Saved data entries
○ ○ ○ ○

// SPDX-FileCopyrightText: 2026 Suptrack Contributors
// SPDX-License-Identifier: MIT OR Apache-2.0

//! Best-effort confirmation mail.
//!
//! Mail never gates a flow: a failed or disabled send is logged and the
//! caller continues. The only hard errors are configuration problems
//! caught at construction time (bad addresses, unreachable relay config).

use lettre::message::header::ContentType;
use lettre::message::Mailbox;
use lettre::transport::smtp::authentication::Credentials;
use lettre::{AsyncSmtpTransport, AsyncTransport, Message, Tokio1Executor};
use suptrack_config::MailConfig;
use suptrack_core::SuptrackError;
use tracing::{debug, info, warn};

/// SMTP mailer for supplier-confirmation notifications.
#[derive(Debug)]
pub struct Mailer {
    transport: Option<AsyncSmtpTransport<Tokio1Executor>>,
    from: Mailbox,
    to: Option<Mailbox>,
    cc: Vec<Mailbox>,
}

impl Mailer {
    /// Build a mailer from configuration.
    ///
    /// When mail is disabled the mailer still constructs (so callers
    /// need no special casing) and every send becomes a logged no-op.
    pub fn from_config(config: &MailConfig) -> Result<Mailer, SuptrackError> {
        let from: Mailbox = config
            .from
            .parse()
            .map_err(|e| SuptrackError::Config(format!("invalid mail.from address: {e}")))?;
        let to = config
            .to
            .as_deref()
            .map(|addr| {
                addr.parse()
                    .map_err(|e| SuptrackError::Config(format!("invalid mail.to address: {e}")))
            })
            .transpose()?;
        let cc = config
            .cc
            .iter()
            .map(|addr| {
                addr.parse()
                    .map_err(|e| SuptrackError::Config(format!("invalid mail.cc address: {e}")))
            })
            .collect::<Result<Vec<Mailbox>, _>>()?;

        let transport = if config.enabled {
            let builder = match (&config.smtp_username, &config.smtp_password) {
                (Some(user), Some(pass)) => {
                    AsyncSmtpTransport::<Tokio1Executor>::starttls_relay(&config.smtp_host)
                        .map_err(|e| {
                            SuptrackError::Config(format!("invalid SMTP relay config: {e}"))
                        })?
                        .credentials(Credentials::new(user.clone(), pass.clone()))
                }
                _ => AsyncSmtpTransport::<Tokio1Executor>::builder_dangerous(&config.smtp_host),
            };
            Some(builder.port(config.smtp_port).build())
        } else {
            None
        };

        Ok(Mailer {
            transport,
            from,
            to,
            cc,
        })
    }

    /// Send one plain-text mail, swallowing every failure.
    pub async fn send_best_effort(&self, subject: &str, body: &str) {
        let Some(transport) = &self.transport else {
            debug!(subject, "mail disabled, dropping message");
            return;
        };
        let Some(to) = &self.to else {
            warn!(subject, "mail.to not configured, dropping message");
            return;
        };

        let mut builder = Message::builder()
            .from(self.from.clone())
            .to(to.clone())
            .subject(subject)
            .header(ContentType::TEXT_PLAIN);
        for cc in &self.cc {
            builder = builder.cc(cc.clone());
        }

        let message = match builder.body(body.to_string()) {
            Ok(message) => message,
            Err(e) => {
                warn!(subject, error = %e, "failed to build mail");
                return;
            }
        };

        match transport.send(message).await {
            Ok(_) => info!(subject, to = %to, "confirmation mail sent"),
            Err(e) => warn!(subject, error = %e, "mail send failed"),
        }
    }
}

#[cfg(test)]
mod tests {
    use super::*;

    #[tokio::test]
    async fn disabled_mailer_drops_silently() {
        let config = MailConfig {
            enabled: false,
            to: Some("ops@example.com".to_string()),
            ..Default::default()
        };
        let mailer = Mailer::from_config(&config).unwrap();
        mailer.send_best_effort("Confirmación", "cuerpo").await;
    }

    #[tokio::test]
    async fn missing_recipient_drops_silently() {
        let config = MailConfig {
            enabled: true,
            smtp_host: "localhost".to_string(),
            ..Default::default()
        };
        let mailer = Mailer::from_config(&config).unwrap();
        mailer.send_best_effort("Confirmación", "cuerpo").await;
    }

    #[test]
    fn invalid_from_address_is_a_config_error() {
        let config = MailConfig {
            from: "not an address".to_string(),
            ..Default::default()
        };
        let err = Mailer::from_config(&config).unwrap_err();
        assert!(matches!(err, SuptrackError::Config(_)));
    }

    #[test]
    fn cc_addresses_are_validated() {
        let config = MailConfig {
            cc: vec!["ok@example.com".to_string(), "broken@@".to_string()],
            ..Default::default()
        };
        assert!(Mailer::from_config(&config).is_err());
    }
}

○ ○ ○ ○

Task objective
All entries above should be duplicated exactly, none omitted.

Answer space
// SPDX-FileCopyrightText: 2026 Suptrack Contributors
// SPDX-License-Identifier: MIT OR Apache-2.0

//! Best-effort confirmation mail.
//!
//! Mail never gates a flow: a failed or disabled send is logged and the
//! caller continues. The only hard errors are configuration problems
//! caught at construction time (bad addresses, unreachable relay config).

use lettre::message::header::ContentType;
use lettre::message::Mailbox;
use lettre::transport::smtp::authentication::Credentials;
use lettre::{AsyncSmtpTransport, AsyncTransport, Message, Tokio1Executor};
use suptrack_config::MailConfig;
use suptrack_core::SuptrackError;
use tracing::{debug, info, warn};

/// SMTP mailer for supplier-confirmation notifications.
#[derive(Debug)]
pub struct Mailer {
    transport: Option<AsyncSmtpTransport<Tokio1Executor>>,
    from: Mailbox,
    to: Option<Mailbox>,
    cc: Vec<Mailbox>,
}

impl Mailer {
    /// Build a mailer from configuration.
    ///
    /// When mail is disabled the mailer still constructs (so callers
    /// need no special casing) and every send becomes a logged no-op.
    pub fn from_config(config: &MailConfig) -> Result<Mailer, SuptrackError> {
        let from: Mailbox = config
            .from
            .parse()
            .map_err(|e| SuptrackError::Config(format!("invalid mail.from address: {e}")))?;
        let to = config
            .to
            .as_deref()
            .map(|addr| {
                addr.parse()
                    .map_err(|e| SuptrackError::Config(format!("invalid mail.to address: {e}")))
            })
            .transpose()?;
        let cc = config
            .cc
            .iter()
            .map(|addr| {
                addr.parse()
                    .map_err(|e| SuptrackError::Config(format!("invalid mail.cc address: {e}")))
            })
            .collect::<Result<Vec<Mailbox>, _>>()?;

        let transport = if config.enabled {
            let builder = match (&config.smtp_username, &config.smtp_password) {
                (Some(user), Some(pass)) => {
                    AsyncSmtpTransport::<Tokio1Executor>::starttls_relay(&config.smtp_host)
                        .map_err(|e| {
                            SuptrackError::Config(format!("invalid SMTP relay config: {e}"))
                        })?
                        .credentials(Credentials::new(user.clone(), pass.clone()))
                }
                _ => AsyncSmtpTransport::<Tokio1Executor>::builder_dangerous(&config.smtp_host),
            };
            Some(builder.port(config.smtp_port).build())
        } else {
            None
        };

        Ok(Mailer {
            transport,
            from,
            to,
            cc,
        })
    }

    /// Send one plain-text mail, swallowing every failure.
    pub async fn send_best_effort(&self, subject: &str, body: &str) {
        let Some(transport) = &self.transport else {
            debug!(subject, "mail disabled, dropping message");
            return;
        };
        let Some(to) = &self.to else {
            warn!(subject, "mail.to not configured, dropping message");
            return;
        };

        let mut builder = Message::builder()
            .from(self.from.clone())
            .to(to.clone())
            .subject(subject)
            .header(ContentType::TEXT_PLAIN);
        for cc in &self.cc {
            builder = builder.cc(cc.clone());
        }

        let message = match builder.body(body.to_string()) {
            Ok(message) => message,
            Err(e) => {
                warn!(subject, error = %e, "failed to build mail");
                return;
            }
        };

        match transport.send(message).await {
            Ok(_) => info!(subject, to = %to, "confirmation mail sent"),
            Err(e) => warn!(subject, error = %e, "mail send failed"),
        }
    }
}

#[cfg(test)]
mod tests {
    use super::*;

    #[tokio::test]
    async fn disabled_mailer_drops_silently() {
        let config = MailConfig {
            enabled: false,
            to: Some("ops@example.com".to_string()),
            ..Default::default()
        };
        let mailer = Mailer::from_config(&config).unwrap();
        mailer.send_best_effort("Confirmación", "cuerpo").await;
    }

    #[tokio::test]
    async fn missing_recipient_drops_silently() {
        let config = MailConfig {
            enabled: true,
            smtp_host: "localhost".to_string(),
            ..Default::default()
        };
        let mailer = Mailer::from_config(&config).unwrap();
        mailer.send_best_effort("Confirmación", "cuerpo").await;
    }

    #[test]
    fn invalid_from_address_is_a_config_error() {
        let config = MailConfig {
            from: "not an address".to_string(),
            ..Default::default()
        };
        let err = Mailer::from_config(&config).unwrap_err();
        assert!(matches!(err, SuptrackError::Config(_)));
    }

    #[test]
    fn cc_addresses_are_validated() {
        let config = MailConfig {
            cc: vec!["ok@example.com".to_string(), "broken@@".to_string()],
            ..Default::default()
        };
        assert!(Mailer::from_config(&config).is_err());
    }
}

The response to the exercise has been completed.